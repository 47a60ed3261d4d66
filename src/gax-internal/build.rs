// Copyright 2025 Google LLC
//
// Licensed under the Apache License, Version 2.0 (the "License");
// you may not use this file except in compliance with the License.
// You may obtain a copy of the License at
//
//     https://www.apache.org/licenses/LICENSE-2.0
//
// Unless required by applicable law or agreed to in writing, software
// distributed under the License is distributed on an "AS IS" BASIS,
// WITHOUT WARRANTIES OR CONDITIONS OF ANY KIND, either express or implied.
// See the License for the specific language governing permissions and
// limitations under the License.

use std::fs::File;
use std::io::Write;
use std::path::Path;

// Captures the compiler version for the `x-goog-api-client` header.
fn main() {
    let out_dir = std::env::var_os("OUT_DIR").expect("OUT_DIR not specified");
    let out_path = Path::new(&out_dir).join("build_env.rs");

    let rust_version = rustc_version::version().expect("could not retrieve rustc version");
    let mut f = File::create(out_path).expect("could not create build environment file");
    writeln!(
        f,
        "pub(crate) const RUSTC_VERSION: &str = \"{rust_version}\";"
    )
    .expect("unable to write rustc version");
    f.flush().expect("failed to flush build environment file");
    println!("cargo::rerun-if-changed=build.rs");
}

DIRECTIONS FOR THIS TASK
Print out every entry, keeping each one exact.

ANSWER BOX
repository 47a60ed3261d4d66
filename src/gax-internal/build.rs
// Copyright 2025 Google LLC
//
// Licensed under the Apache License, Version 2.0 (the "License");
// you may not use this file except in compliance with the License.
// You may obtain a copy of the License at
//
//     https://www.apache.org/licenses/LICENSE-2.0
//
// Unless required by applicable law or agreed to in writing, software
// distributed under the License is distributed on an "AS IS" BASIS,
// WITHOUT WARRANTIES OR CONDITIONS OF ANY KIND, either express or implied.
// See the License for the specific language governing permissions and
// limitations under the License.

use std::fs::File;
use std::io::Write;
use std::path::Path;

// Captures the compiler version for the `x-goog-api-client` header.
fn main() {
    let out_dir = std::env::var_os("OUT_DIR").expect("OUT_DIR not specified");
    let out_path = Path::new(&out_dir).join("build_env.rs");

    let rust_version = rustc_version::version().expect("could not retrieve rustc version");
    let mut f = File::create(out_path).expect("could not create build environment file");
    writeln!(
        f,
        "pub(crate) const RUSTC_VERSION: &str = \"{rust_version}\";"
    )
    .expect("unable to write rustc version");
    f.flush().expect("failed to flush build environment file");
    println!("cargo::rerun-if-changed=build.rs");
}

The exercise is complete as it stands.